Wednesday, December 7, 2011

Cooperstown: The Hall Of Very Good Wing


The past few years of Hall of Fame voting have been a roller coaster of the good with the bad.  I'm afraid at this point, where the voters really want to punish the steroid era players, they might accidentally be tarnishing or diminishing the idea of being a Hall Of Fame baseball player.

Let me just start out by saying Ron Santo was good.  He won Gold Gloves, he was an all star 9 times (don't even get me started on how subjective and meaningless being named an All-Star is throughout baseball history), and he put up overall statistics that helped the Cubs win in the 60's sandwiched around Billy Williams and Ernie Banks.  So he was good, on a good team; but was he a HOFer?  Nope.

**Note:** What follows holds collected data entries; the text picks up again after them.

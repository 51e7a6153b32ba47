//! Configuration management for `feed.toml`.
//!
//! # Module Structure
//!
//! ```text
//! config/
//! ├── section/       # [site] [store] [naming] [feed] [markdown] [publish]
//! ├── types/         # ConfigError, ConfigDiagnostics, FieldPath
//! ├── util.rs        # config discovery, path resolution
//! └── mod.rs         # FeedSiteConfig (this file)
//! ```
//!
//! The configuration is loaded once in `main` and passed down by reference.
//! Environment variables (and a `.env` file beside the config) are consulted
//! only while loading; the process environment wins over `.env`.

pub mod section;
pub mod types;
mod util;

use util::{find_config_file, read_dotenv, resolve_config_path};

pub use section::{
    FeedConfig, FeedFormat, MarkdownConfig, NamingConfig, PublishConfig, SiteInfoConfig,
    StoreConfig, StoreProvider,
};
pub use types::{ConfigDiagnostics, ConfigError, FieldPath};

use crate::{
    cli::{BuildArgs, Cli, Commands},
    log,
};
use anyhow::Result;
use serde::{Deserialize, Serialize};
use std::{
    fs,
    path::{Path, PathBuf},
};

// ============================================================================
// root configuration
// ============================================================================

/// Root configuration structure representing feed.toml
#[derive(Debug, Clone, Default, Serialize, Deserialize)]
pub struct FeedSiteConfig {
    /// Absolute path to the config file (internal use only)
    #[serde(skip)]
    pub config_path: PathBuf,

    /// Project root directory - parent of config file (internal use only)
    #[serde(skip)]
    pub root: PathBuf,

    #[serde(default)]
    pub site: SiteInfoConfig,

    #[serde(default)]
    pub store: StoreConfig,

    #[serde(default)]
    pub naming: NamingConfig,

    #[serde(default)]
    pub feed: FeedConfig,

    #[serde(default)]
    pub markdown: MarkdownConfig,

    #[serde(default)]
    pub publish: PublishConfig,
}

impl FeedSiteConfig {
    /// Load configuration from CLI arguments.
    ///
    /// Searches upward from cwd for the config file; the project root is the
    /// config file's parent directory.
    pub fn load(cli: &Cli) -> Result<Self> {
        let config_path =
            find_config_file(&cli.config).ok_or_else(|| ConfigError::NotFound(cli.config.clone()))?;

        let mut config = Self::from_path(&config_path)?;
        let dotenv = read_dotenv(config_path.parent().unwrap_or(Path::new(".")));
        config.config_path = config_path;
        config.finalize(cli, |var| {
            std::env::var(var).ok().or_else(|| dotenv.get(var).cloned())
        });
        config.validate()?;

        Ok(config)
    }

    /// Finalize configuration after parsing.
    fn finalize(&mut self, cli: &Cli, env: impl Fn(&str) -> Option<String>) {
        let root = self
            .config_path
            .parent()
            .map(Path::to_path_buf)
            .unwrap_or_default();
        self.root = crate::utils::path::normalize_path(&root);

        self.store.apply_env(env);
        self.apply_cli(cli);
        self.normalize_paths();
    }

    /// Load configuration from file path with unknown field detection.
    fn from_path(path: &Path) -> Result<Self> {
        let content =
            fs::read_to_string(path).map_err(|err| ConfigError::Io(path.to_path_buf(), err))?;

        let (config, ignored) = Self::parse_with_ignored(&content)?;

        if !ignored.is_empty() {
            Self::print_unknown_fields_warning(&ignored, path);
        }

        Ok(config)
    }

    /// Parse TOML content, collecting any unknown fields.
    fn parse_with_ignored(content: &str) -> Result<(Self, Vec<String>), ConfigError> {
        let mut ignored = Vec::new();
        let deserializer = toml::Deserializer::new(content);
        let config = serde_ignored::deserialize(deserializer, |path: serde_ignored::Path| {
            ignored.push(path.to_string());
        })?;
        Ok((config, ignored))
    }

    fn print_unknown_fields_warning(fields: &[String], path: &Path) {
        let display_path = path
            .file_name()
            .map(|n| n.to_string_lossy())
            .unwrap_or_else(|| path.to_string_lossy());
        log!("warning"; "unknown fields in {}, ignoring:", display_path);
        for field in fields {
            eprintln!("- {}", field);
        }
    }

    // ========================================================================
    // cli configuration updates
    // ========================================================================

    fn apply_cli(&mut self, cli: &Cli) {
        crate::logger::set_verbose(cli.verbose);

        Self::update_option(&mut self.feed.path, cli.output.as_ref());

        match &cli.command {
            Commands::Build { build_args } | Commands::Publish { build_args } => {
                self.apply_build_args(build_args);
            }
            Commands::List { .. } => {}
        }
    }

    fn apply_build_args(&mut self, args: &BuildArgs) {
        Self::update_option(&mut self.feed.minify, args.minify.as_ref());
    }

    /// Update config option if CLI value is provided.
    fn update_option<T: Clone>(config_option: &mut T, cli_option: Option<&T>) {
        if let Some(option) = cli_option {
            *config_option = option.clone();
        }
    }

    /// Resolve file paths against the project root.
    fn normalize_paths(&mut self) {
        self.feed.path = resolve_config_path(&self.feed.path, &self.root);
        if !self.store.path.as_os_str().is_empty() {
            self.store.path = resolve_config_path(&self.store.path, &self.root);
        }
    }

    // ========================================================================
    // validation
    // ========================================================================

    /// Validate every section, reporting all problems at once.
    ///
    /// Warnings are printed; any error fails the load.
    pub fn validate(&self) -> Result<(), ConfigError> {
        let mut diag = ConfigDiagnostics::new();

        self.site.validate(&mut diag);
        self.store.validate(&mut diag);
        self.naming.validate(&mut diag);
        self.publish.validate(&mut diag);

        diag.print_warnings();
        diag.into_result().map_err(ConfigError::Diagnostics)
    }
}

// ============================================================================
// Test Helpers (available to all modules via `use crate::config::test_*`)
// ============================================================================

/// Parse config with minimal required `[site]` fields.
/// Panics if there are unknown fields (to catch config typos in tests).
#[cfg(test)]
pub fn test_parse_config(extra: &str) -> FeedSiteConfig {
    let config = format!("[site]\ntitle = \"Test\"\nurl = \"https://example.com\"\n{extra}");
    let (parsed, ignored) = FeedSiteConfig::parse_with_ignored(&config).unwrap();
    assert!(
        ignored.is_empty(),
        "test config has unknown fields: {:?}",
        ignored
    );
    parsed
}

// ============================================================================
// tests
// ============================================================================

He's not a HOF if we use baseball-reference.com's four main "ink" numbers to judge HOF players:

Black InkBatting - 11 (216), Average HOFer ≈ 27
Gray InkBatting - 147 (91), Average HOFer ≈ 144
Hall of Fame MonitorBatting - 88 (196), Likely HOFer ≈ 100
Hall of Fame StandardsBatting - 41 (148), Average HOFer ≈ 50

I like the ink numbers.  They do a pretty good job of judging who has HOF numbers and who does not.  You could say I'm definitely a "formulaic" statistician.  I like formulas to determine and judge talent.  They can go so much deeper than surface stats or opinions.

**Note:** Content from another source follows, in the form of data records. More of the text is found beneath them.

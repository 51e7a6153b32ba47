//! Display titles from file names.

use super::{NamingError, NamingRules};
use rustc_hash::FxHashMap;
use std::collections::BTreeMap;

/// Words that keep a fixed spelling instead of being title-cased.
pub const BUILTIN_OVERRIDES: [(&str, &str); 2] = [("ipad", "iPad"), ("rss", "RSS")];

/// Immutable lowercase-word → display-form table.
#[derive(Debug, Clone, Default)]
pub struct TitleOverrides {
    words: FxHashMap<String, String>,
}

impl TitleOverrides {
    /// The default table (`rss` → `RSS`, `ipad` → `iPad`).
    pub fn builtin() -> Self {
        Self {
            words: BUILTIN_OVERRIDES
                .iter()
                .map(|(word, display)| ((*word).to_string(), (*display).to_string()))
                .collect(),
        }
    }

    /// Build from configured pairs. Keys are matched case-insensitively.
    pub fn from_pairs(pairs: &BTreeMap<String, String>) -> Self {
        Self {
            words: pairs
                .iter()
                .map(|(word, display)| (word.to_lowercase(), display.clone()))
                .collect(),
        }
    }

    pub fn get(&self, word: &str) -> Option<&str> {
        self.words.get(&word.to_lowercase()).map(String::as_str)
    }

    #[cfg(test)]
    pub fn is_empty(&self) -> bool {
        self.words.is_empty()
    }
}

/// Derive a display title from a file name.
///
/// `rss-feed-for-ipad.txt` → `RSS Feed For iPad`. Empty segments from
/// repeated separators are dropped.
pub fn derive_title(filename: &str, rules: &NamingRules) -> Result<String, NamingError> {
    let stem = rules.stem(filename)?;

    let words: Vec<String> = stem
        .split(rules.separator)
        .filter(|word| !word.is_empty())
        .map(|word| match rules.overrides.get(word) {
            Some(display) => display.to_string(),
            None => title_case(word),
        })
        .collect();

    if words.is_empty() {
        return Err(NamingError::InvalidInput(
            filename.to_string(),
            "no words between separators",
        ));
    }

    Ok(words.join(" "))
}

/// First character upper-cased, the rest lower-cased.
fn title_case(word: &str) -> String {
    let mut chars = word.chars();
    match chars.next() {
        Some(first) => first
            .to_uppercase()
            .chain(chars.flat_map(char::to_lowercase))
            .collect(),
        None => String::new(),
    }
}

If you look at BR's "Most Similar Batters", none of them are in the HOF, 9 of them aren't even HOF calibur players which should give you a clue at how he stacks up all-time:


  1. Dale Murphy (875)
  2. Gary Gaetti (875)
  3. Ken Boyer (874)
  4. Ruben Sierra (865)
  5. Chili Davis (865)
  6. Bobby Bonilla (863)
  7. Brian Downing (862)
  8. Graig Nettles (860)
  9. Scott Rolen (857)
  10. Adrian Beltre (855)

It's not even so much Santo that makes me write this article.  I'm still upset that Andre Dawson got in last year.  I used to always talk about how much I didn't like that Lou Brock was in the Hall Of Fame, because his numbers are really subpar.  He was not a very good hitter and made more outs than good plays at the plate.  He also had the lowest OBP of any player in the HOF, until Andre Dawson.

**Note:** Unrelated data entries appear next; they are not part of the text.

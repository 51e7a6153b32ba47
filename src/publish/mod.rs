//! Publishing the written feed.
//!
//! A [`Publisher`] receives the path of a feed that is already complete on
//! disk. `build` uses [`NoopPublisher`]; `publish` runs the configured
//! command through [`CommandPublisher`].

mod command;

pub use command::CommandPublisher;

use crate::config::FeedSiteConfig;
use crate::utils::exec::ExecError;
use std::path::Path;
use thiserror::Error;

#[derive(Debug, Error)]
pub enum PublishError {
    #[error("no publish command configured, set `publish.command`")]
    NotConfigured,

    #[error(transparent)]
    Exec(#[from] ExecError),

    #[error("`{command}` exited with {}\n{output}", exit_label(.code))]
    Failed {
        command: String,
        code: Option<i32>,
        output: String,
    },
}

fn exit_label(code: &Option<i32>) -> String {
    code.map_or_else(|| "a signal".to_string(), |c| format!("status {c}"))
}

/// Publishes a feed file somewhere.
pub trait Publisher {
    fn publish(&self, feed_path: &Path) -> Result<(), PublishError>;
}

/// Leaves the feed where it was written.
#[derive(Debug, Default, Clone, Copy)]
pub struct NoopPublisher;

impl Publisher for NoopPublisher {
    fn publish(&self, _feed_path: &Path) -> Result<(), PublishError> {
        Ok(())
    }
}

/// The command publisher described by `[publish]`.
pub fn from_config(config: &FeedSiteConfig) -> Result<CommandPublisher, PublishError> {
    if !config.publish.is_configured() {
        return Err(PublishError::NotConfigured);
    }
    Ok(CommandPublisher::from_config(config))
}
//! Artifact record: a generated image and its lifecycle.

use chrono::{DateTime, TimeDelta, Utc};
use serde::{Deserialize, Serialize};

use super::errors::LifecycleError;
use super::ids::{ArtifactId, OwnerId};
use super::remote::ModelId;

/// Generation status of an artifact.
///
/// State transitions:
/// - Pending -> InProgress -> Completed
/// - Pending -> InProgress -> Failed
/// - Pending -> Failed (the generation request itself was rejected)
///
/// Only `Completed` artifacts are subject to time-based expiry.
#[derive(Debug, Clone, Copy, PartialEq, Eq, Hash, Serialize, Deserialize)]
#[serde(rename_all = "snake_case")]
pub enum ArtifactStatus {
    Pending,
    InProgress,
    Completed,
    Failed,
}

impl ArtifactStatus {
    pub fn is_terminal(self) -> bool {
        matches!(self, ArtifactStatus::Completed | ArtifactStatus::Failed)
    }
}

/// Persistent record of one generated image.
///
/// `created_at` is the sole basis for expiry. It is written once at creation
/// and only ever moved forward by [`ArtifactRecord::extend`].
#[derive(Debug, Clone, PartialEq, Serialize, Deserialize)]
pub struct ArtifactRecord {
    pub artifact_id: ArtifactId,
    pub owner_id: OwnerId,
    pub model_id: Option<ModelId>,
    pub status: ArtifactStatus,

    /// Where the finished image can be fetched from.
    pub result_url: Option<String>,

    pub failure_reason: Option<String>,

    pub created_at: DateTime<Utc>,
    pub updated_at: DateTime<Utc>,
}

impl ArtifactRecord {
    pub fn new(
        artifact_id: ArtifactId,
        owner_id: OwnerId,
        model_id: Option<ModelId>,
        now: DateTime<Utc>,
    ) -> Self {
        Self {
            artifact_id,
            owner_id,
            model_id,
            status: ArtifactStatus::Pending,
            result_url: None,
            failure_reason: None,
            created_at: now,
            updated_at: now,
        }
    }

    /// Pending -> InProgress.
    pub fn start(&mut self, now: DateTime<Utc>) -> Result<(), LifecycleError> {
        if self.status != ArtifactStatus::Pending {
            return Err(self.invalid("in_progress"));
        }
        self.status = ArtifactStatus::InProgress;
        self.updated_at = now;
        Ok(())
    }

    /// InProgress -> Completed. The locator must be non-empty.
    pub fn complete(
        &mut self,
        result_url: impl Into<String>,
        now: DateTime<Utc>,
    ) -> Result<(), LifecycleError> {
        let result_url = result_url.into();
        if self.status != ArtifactStatus::InProgress || result_url.trim().is_empty() {
            return Err(self.invalid("completed"));
        }
        self.status = ArtifactStatus::Completed;
        self.result_url = Some(result_url);
        self.updated_at = now;
        Ok(())
    }

    pub fn fail(
        &mut self,
        reason: impl Into<String>,
        now: DateTime<Utc>,
    ) -> Result<(), LifecycleError> {
        if self.status.is_terminal() {
            return Err(self.invalid("failed"));
        }
        self.status = ArtifactStatus::Failed;
        self.failure_reason = Some(reason.into());
        self.updated_at = now;
        Ok(())
    }

    /// Restart the expiry window.
    pub fn extend(&mut self, now: DateTime<Utc>) {
        self.created_at = now;
        self.updated_at = now;
    }

    pub fn age(&self, now: DateTime<Utc>) -> TimeDelta {
        now - self.created_at
    }

    /// A completed artifact is expired once its age reaches the TTL.
    pub fn is_expired(&self, now: DateTime<Utc>, ttl: TimeDelta) -> bool {
        self.status == ArtifactStatus::Completed && self.age(now) >= ttl
    }

    fn invalid(&self, to: &'static str) -> LifecycleError {
        LifecycleError::InvalidTransition {
            artifact_id: self.artifact_id,
            from: self.status,
            to,
        }
    }
}

#[cfg(test)]
mod tests {
    use super::*;
    use chrono::TimeZone;
    use ulid::Ulid;

    fn record() -> (ArtifactRecord, DateTime<Utc>) {
        let now = Utc.with_ymd_and_hms(2024, 1, 1, 12, 0, 0).unwrap();
        let record = ArtifactRecord::new(
            ArtifactId::from_ulid(Ulid::new()),
            OwnerId::from_ulid(Ulid::new()),
            None,
            now,
        );
        (record, now)
    }

    #[test]
    fn new_record_is_pending() {
        let (record, now) = record();
        assert_eq!(record.status, ArtifactStatus::Pending);
        assert_eq!(record.created_at, now);
        assert!(record.result_url.is_none());
    }

    #[test]
    fn happy_path_reaches_completed() {
        let (mut record, now) = record();
        record.start(now).unwrap();
        record.complete("https://cdn/img.png", now).unwrap();

        assert_eq!(record.status, ArtifactStatus::Completed);
        assert_eq!(record.result_url.as_deref(), Some("https://cdn/img.png"));
    }

    #[test]
    fn complete_requires_in_progress_and_locator() {
        let (mut record, now) = record();
        assert!(matches!(
            record.complete("https://cdn/img.png", now),
            Err(LifecycleError::InvalidTransition { from: ArtifactStatus::Pending, .. })
        ));

        record.start(now).unwrap();
        assert!(record.complete("  ", now).is_err());
        assert_eq!(record.status, ArtifactStatus::InProgress);
    }

    #[test]
    fn failed_is_terminal() {
        let (mut record, now) = record();
        record.fail("rejected", now).unwrap();
        assert!(record.fail("again", now).is_err());
        assert!(record.start(now).is_err());
        assert_eq!(record.failure_reason.as_deref(), Some("rejected"));
    }

    #[test]
    fn only_completed_records_expire() {
        let (mut record, now) = record();
        let ttl = TimeDelta::hours(1);
        let later = now + TimeDelta::hours(2);
        assert!(!record.is_expired(later, ttl));

        record.start(now).unwrap();
        record.complete("https://cdn/img.png", now).unwrap();
        assert!(record.is_expired(later, ttl));
        assert!(record.is_expired(now + ttl, ttl));
        assert!(!record.is_expired(now + ttl - TimeDelta::milliseconds(1), ttl));
    }

    #[test]
    fn extend_restarts_the_window() {
        let (mut record, now) = record();
        record.start(now).unwrap();
        record.complete("https://cdn/img.png", now).unwrap();

        let later = now + TimeDelta::minutes(58);
        record.extend(later);

        assert_eq!(record.created_at, later);
        assert_eq!(record.age(later), TimeDelta::zero());
    }
}
//! portrait-core
//!
//! Lifecycle management for AI-generated portrait images: expiry math,
//! per-artifact expiry monitoring, bulk cleanup and polling of the remote
//! training / generation jobs that produce the images.
//!
//! # モジュール構成
//! - **domain**: ドメインモデル（ids, artifact, lifetime, poll_policy, remote, state, errors）
//! - **ports**: 抽象化レイヤー（ArtifactStore, BlobStore, ModelProvider, Clock, など）
//! - **app**: アプリケーションロジック（expiry, monitor, cleanup_loop, poll_loop, pipeline）
//! - **impls**: 実装（InMemoryArtifactStore など開発用）
//! - **config**: LifecycleConfig（JSON / 環境変数）
//! - **observability**: status 集計

pub mod app;
pub mod config;
pub mod domain;
pub mod impls;
pub mod observability;
pub mod ports;
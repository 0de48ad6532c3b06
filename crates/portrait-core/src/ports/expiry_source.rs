//! ExpiryInfoSource port - 監視 tick ごとの lifetime 取得

use async_trait::async_trait;

use crate::domain::{ArtifactId, LifecycleError, LifetimeDescriptor, OwnerId};

/// Where the lifecycle monitor reads remaining lifetimes from.
///
/// In-process this is [`crate::app::ExpiryService`]; a client-side monitor
/// would put a remote call behind it.
#[async_trait]
pub trait ExpiryInfoSource: Send + Sync {
    async fn expiry_info(
        &self,
        artifact_id: ArtifactId,
        owner_id: OwnerId,
    ) -> Result<LifetimeDescriptor, LifecycleError>;
}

Andre Dawson had an abysmal .323 career OBP.  Despite that, his HOF candidacy using the ink and monitor numbers actually looks better than Santo's:

Black InkBatting - 11 (216), Average HOFer ≈ 27
Gray InkBatting - 164 (68), Average HOFer ≈ 144
Hall of Fame MonitorBatting - 118 (124), Likely HOFer ≈ 100
Hall of Fame StandardsBatting - 44 (118), Average HOFer ≈ 50

I dislike that either guy got in, because neither one was really of the quality that the HOF is supposed to be about.  The HOF should be the 1% best guys to ever play the game.  This trend of putting "good" players in the HOF started in 2009 with the induction of Joe Gordon.  Joe Gordon was a good player from the 40's who lost some years due to military service.  I respect that, lots of guys did that and it was a great thing they did.

However, what gets me upset is that he was just that, good.  He wasn't great.  Sure he won a MVP but he wasn't great.  The voting that year must have been rigged.  If you look at the 1942 MVP voting, you can clearly see that Ted Williams destroyed him at every category.  Gordon's ink and HOF ranks shake out worse than Santo or Dawson:

Black InkBatting - 2 (598), Average HOFer ≈ 27
Gray InkBatting - 111 (189), Average HOFer ≈ 144
Hall of Fame MonitorBatting - 88 (199), Likely HOFer ≈ 100
Hall of Fame StandardsBatting - 31 (290), Average HOFer ≈ 50

When I look at these guys getting in over Dale Murphy or Fred McGriff, it just makes me upset.  Dale Murphy won 2 MVPs and his ink and HOF numbers look better than all three of the above:

Black InkBatting - 31 (55), Average HOFer ≈ 27
Gray InkBatting - 147 (91), Average HOFer ≈ 144
Hall of Fame MonitorBatting - 116 (126), Likely HOFer ≈ 100
Hall of Fame StandardsBatting - 34 (220), Average HOFer ≈ 50

So who's in charge of the veteran vote?  Hank Aaron, Al Kaline, Ralph Kiner, Tommy Lasorda, Juan Marichal, Brooks Robinson, Don Sutton, Billy Williams.  They made this happen.  They tarnished the HOF's reputation as the best of the best players only.  Since we've had one "good" player get in now for the last three years, who will be next year's inductee?  Gil Hodges?  Tony Oliva?  Why stop at three...let's make an entire Hall of Very Good wing.